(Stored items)
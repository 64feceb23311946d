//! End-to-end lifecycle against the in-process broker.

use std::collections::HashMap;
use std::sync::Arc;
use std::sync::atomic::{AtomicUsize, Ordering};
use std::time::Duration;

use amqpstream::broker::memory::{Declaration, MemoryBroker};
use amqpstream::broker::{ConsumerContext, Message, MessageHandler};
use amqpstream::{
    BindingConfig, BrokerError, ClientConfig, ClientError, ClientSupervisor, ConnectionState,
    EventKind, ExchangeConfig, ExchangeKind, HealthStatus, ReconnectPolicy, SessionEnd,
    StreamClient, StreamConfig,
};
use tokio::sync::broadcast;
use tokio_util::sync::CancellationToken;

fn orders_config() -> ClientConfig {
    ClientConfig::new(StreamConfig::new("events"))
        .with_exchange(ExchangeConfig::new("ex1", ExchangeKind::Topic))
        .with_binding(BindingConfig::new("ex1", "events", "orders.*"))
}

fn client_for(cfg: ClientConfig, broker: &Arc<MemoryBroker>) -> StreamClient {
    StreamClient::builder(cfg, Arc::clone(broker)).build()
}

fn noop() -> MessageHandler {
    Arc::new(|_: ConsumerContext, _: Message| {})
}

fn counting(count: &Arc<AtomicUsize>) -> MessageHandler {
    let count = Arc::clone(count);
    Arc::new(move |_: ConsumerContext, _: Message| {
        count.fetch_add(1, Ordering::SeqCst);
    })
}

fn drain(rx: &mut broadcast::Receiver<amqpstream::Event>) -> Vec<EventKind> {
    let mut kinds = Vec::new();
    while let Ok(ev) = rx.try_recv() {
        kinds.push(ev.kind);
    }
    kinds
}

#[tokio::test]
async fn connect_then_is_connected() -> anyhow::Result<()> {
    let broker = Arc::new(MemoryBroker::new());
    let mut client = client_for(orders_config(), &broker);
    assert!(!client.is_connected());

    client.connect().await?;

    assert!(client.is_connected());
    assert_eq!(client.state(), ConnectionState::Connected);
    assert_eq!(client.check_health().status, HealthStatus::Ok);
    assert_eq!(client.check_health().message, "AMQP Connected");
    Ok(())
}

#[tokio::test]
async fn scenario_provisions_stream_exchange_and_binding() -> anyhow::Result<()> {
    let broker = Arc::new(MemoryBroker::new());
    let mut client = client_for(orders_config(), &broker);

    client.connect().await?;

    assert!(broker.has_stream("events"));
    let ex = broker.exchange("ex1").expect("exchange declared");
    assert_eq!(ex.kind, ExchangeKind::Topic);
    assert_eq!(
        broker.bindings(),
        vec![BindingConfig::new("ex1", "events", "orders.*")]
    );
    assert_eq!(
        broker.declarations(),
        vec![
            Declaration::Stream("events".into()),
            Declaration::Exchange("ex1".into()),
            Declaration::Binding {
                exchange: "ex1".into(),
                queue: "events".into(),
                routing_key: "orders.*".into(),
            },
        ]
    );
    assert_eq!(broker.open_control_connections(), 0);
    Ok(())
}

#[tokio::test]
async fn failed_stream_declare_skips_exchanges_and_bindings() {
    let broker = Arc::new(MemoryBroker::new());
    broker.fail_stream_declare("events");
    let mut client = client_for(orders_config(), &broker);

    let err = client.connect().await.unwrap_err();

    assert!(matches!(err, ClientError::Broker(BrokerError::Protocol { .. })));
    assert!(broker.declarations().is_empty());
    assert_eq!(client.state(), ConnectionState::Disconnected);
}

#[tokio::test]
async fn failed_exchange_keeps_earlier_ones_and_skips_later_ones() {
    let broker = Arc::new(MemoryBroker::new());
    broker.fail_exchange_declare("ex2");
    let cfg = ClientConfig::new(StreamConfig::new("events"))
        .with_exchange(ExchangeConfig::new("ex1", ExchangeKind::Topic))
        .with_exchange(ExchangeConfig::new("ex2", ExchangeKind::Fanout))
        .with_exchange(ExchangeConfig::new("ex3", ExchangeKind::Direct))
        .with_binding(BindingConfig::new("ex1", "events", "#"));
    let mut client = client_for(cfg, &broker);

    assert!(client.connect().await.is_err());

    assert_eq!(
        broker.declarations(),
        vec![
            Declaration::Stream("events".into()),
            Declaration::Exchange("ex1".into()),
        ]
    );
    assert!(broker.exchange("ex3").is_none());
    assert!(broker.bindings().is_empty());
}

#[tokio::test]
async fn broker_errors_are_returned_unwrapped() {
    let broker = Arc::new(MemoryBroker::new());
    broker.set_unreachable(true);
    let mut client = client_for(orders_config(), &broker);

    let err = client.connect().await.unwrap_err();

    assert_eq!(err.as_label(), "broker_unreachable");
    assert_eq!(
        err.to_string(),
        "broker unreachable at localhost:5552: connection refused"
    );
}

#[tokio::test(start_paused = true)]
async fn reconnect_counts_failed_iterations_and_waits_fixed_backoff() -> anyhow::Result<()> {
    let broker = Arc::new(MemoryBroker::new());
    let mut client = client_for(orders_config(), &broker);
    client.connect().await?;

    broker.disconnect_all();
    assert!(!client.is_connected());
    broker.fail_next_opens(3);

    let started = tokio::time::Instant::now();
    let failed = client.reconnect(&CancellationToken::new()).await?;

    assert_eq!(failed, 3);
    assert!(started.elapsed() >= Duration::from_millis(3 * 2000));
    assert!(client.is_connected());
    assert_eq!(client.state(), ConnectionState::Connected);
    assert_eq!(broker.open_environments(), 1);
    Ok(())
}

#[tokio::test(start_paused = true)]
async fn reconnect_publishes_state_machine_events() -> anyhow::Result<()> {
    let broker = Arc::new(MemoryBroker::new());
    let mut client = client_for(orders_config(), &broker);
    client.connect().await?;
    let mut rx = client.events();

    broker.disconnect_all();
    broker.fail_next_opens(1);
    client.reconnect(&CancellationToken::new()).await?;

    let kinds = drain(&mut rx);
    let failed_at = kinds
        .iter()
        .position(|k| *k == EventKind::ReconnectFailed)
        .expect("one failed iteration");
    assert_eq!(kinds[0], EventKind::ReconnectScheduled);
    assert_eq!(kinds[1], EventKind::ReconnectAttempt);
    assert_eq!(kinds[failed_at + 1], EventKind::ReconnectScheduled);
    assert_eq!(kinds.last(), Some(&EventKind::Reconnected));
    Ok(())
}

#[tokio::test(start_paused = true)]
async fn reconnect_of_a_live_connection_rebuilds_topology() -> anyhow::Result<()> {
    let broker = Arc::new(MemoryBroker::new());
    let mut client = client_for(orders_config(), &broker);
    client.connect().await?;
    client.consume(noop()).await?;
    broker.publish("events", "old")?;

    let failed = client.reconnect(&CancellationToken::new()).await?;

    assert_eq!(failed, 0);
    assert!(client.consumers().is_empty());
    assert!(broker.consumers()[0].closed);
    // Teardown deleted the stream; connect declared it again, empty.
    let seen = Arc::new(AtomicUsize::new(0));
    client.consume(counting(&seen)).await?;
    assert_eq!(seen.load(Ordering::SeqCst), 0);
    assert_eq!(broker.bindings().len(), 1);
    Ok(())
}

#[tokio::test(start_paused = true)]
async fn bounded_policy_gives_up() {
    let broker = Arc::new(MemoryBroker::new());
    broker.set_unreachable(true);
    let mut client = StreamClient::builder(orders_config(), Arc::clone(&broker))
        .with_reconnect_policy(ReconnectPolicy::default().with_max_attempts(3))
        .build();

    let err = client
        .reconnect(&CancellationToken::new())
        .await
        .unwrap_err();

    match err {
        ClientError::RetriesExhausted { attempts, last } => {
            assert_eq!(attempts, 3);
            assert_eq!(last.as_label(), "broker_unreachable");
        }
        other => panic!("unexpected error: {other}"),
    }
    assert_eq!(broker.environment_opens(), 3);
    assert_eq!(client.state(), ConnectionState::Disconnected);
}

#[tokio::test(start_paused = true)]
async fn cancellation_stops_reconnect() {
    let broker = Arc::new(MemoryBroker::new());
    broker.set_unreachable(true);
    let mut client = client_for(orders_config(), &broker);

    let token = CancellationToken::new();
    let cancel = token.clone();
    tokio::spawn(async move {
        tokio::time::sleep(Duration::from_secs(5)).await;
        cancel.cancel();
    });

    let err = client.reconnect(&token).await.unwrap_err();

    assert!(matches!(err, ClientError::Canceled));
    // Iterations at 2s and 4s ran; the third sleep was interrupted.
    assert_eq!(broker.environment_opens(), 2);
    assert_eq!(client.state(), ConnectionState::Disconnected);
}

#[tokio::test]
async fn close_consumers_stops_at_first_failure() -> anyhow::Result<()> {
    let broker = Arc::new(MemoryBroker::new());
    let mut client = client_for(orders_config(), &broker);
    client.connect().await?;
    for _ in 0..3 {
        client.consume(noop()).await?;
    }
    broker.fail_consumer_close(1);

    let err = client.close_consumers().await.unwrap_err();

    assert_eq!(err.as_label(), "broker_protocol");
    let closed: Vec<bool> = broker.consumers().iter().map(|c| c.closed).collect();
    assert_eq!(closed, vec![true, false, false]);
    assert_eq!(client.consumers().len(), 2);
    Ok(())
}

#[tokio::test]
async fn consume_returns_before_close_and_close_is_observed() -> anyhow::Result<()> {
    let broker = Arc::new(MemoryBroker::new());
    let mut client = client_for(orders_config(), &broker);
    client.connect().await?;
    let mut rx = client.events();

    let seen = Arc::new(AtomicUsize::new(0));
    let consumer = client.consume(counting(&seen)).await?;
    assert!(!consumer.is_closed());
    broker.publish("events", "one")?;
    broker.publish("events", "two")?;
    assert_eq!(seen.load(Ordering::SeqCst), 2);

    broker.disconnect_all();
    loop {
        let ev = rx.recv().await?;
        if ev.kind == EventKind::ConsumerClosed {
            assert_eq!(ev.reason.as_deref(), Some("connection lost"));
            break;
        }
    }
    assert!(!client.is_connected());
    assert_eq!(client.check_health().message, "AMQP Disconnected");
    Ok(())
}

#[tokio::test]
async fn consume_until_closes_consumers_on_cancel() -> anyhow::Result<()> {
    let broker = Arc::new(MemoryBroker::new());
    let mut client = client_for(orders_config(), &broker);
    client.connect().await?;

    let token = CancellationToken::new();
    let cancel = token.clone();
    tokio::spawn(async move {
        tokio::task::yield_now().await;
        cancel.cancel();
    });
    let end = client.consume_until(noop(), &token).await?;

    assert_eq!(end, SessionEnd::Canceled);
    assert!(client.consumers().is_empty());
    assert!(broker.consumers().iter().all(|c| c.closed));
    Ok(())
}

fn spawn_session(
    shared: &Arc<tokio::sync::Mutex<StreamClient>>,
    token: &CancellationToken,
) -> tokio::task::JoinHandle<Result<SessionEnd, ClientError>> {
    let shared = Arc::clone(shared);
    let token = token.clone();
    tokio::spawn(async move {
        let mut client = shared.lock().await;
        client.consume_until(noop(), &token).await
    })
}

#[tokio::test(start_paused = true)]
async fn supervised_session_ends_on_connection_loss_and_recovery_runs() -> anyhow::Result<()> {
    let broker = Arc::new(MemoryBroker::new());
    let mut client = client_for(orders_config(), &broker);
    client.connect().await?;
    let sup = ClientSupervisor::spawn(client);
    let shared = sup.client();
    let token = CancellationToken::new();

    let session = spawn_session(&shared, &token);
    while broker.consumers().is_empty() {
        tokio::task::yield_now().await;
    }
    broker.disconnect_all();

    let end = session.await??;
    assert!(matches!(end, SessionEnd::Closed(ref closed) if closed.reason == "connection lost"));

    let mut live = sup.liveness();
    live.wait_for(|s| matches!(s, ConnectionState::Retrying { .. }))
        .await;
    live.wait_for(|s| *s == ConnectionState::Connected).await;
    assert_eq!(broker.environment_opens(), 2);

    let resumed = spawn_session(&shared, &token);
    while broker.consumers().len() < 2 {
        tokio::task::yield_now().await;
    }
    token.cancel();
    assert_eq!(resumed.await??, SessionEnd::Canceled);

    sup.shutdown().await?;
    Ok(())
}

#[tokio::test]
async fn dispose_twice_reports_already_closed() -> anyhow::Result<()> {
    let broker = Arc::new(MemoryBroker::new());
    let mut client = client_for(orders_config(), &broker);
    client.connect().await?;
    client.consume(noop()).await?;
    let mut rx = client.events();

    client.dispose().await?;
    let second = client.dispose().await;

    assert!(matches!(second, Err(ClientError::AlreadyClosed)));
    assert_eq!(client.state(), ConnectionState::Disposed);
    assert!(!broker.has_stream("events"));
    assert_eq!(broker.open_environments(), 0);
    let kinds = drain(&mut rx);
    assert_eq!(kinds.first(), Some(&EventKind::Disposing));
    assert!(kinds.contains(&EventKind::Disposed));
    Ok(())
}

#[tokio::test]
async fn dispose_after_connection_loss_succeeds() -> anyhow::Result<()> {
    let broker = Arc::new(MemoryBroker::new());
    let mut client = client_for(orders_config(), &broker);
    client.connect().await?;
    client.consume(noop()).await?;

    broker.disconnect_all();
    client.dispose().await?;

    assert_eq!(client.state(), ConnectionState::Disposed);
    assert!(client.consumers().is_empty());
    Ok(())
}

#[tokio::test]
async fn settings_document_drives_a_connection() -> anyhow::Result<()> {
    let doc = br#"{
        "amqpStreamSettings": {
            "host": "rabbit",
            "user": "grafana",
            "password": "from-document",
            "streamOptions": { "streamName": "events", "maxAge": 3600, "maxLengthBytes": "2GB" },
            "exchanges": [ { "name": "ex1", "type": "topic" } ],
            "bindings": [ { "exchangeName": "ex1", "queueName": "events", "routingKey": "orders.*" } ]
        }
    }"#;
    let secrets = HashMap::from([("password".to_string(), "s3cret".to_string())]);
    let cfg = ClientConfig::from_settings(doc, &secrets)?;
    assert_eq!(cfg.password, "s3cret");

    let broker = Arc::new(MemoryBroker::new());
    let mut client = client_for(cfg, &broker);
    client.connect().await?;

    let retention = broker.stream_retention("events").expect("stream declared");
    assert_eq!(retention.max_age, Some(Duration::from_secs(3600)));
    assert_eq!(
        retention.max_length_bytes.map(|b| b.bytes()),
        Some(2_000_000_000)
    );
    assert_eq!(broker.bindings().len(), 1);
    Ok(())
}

--- EXERCISE GOAL ---
Some lines above hold the word "ClientSupervisor". Copy all of them.

--- RESULT FOR THIS TASK ---
    BindingConfig, BrokerError, ClientConfig, ClientError, ClientSupervisor, ConnectionState,
    let sup = ClientSupervisor::spawn(client);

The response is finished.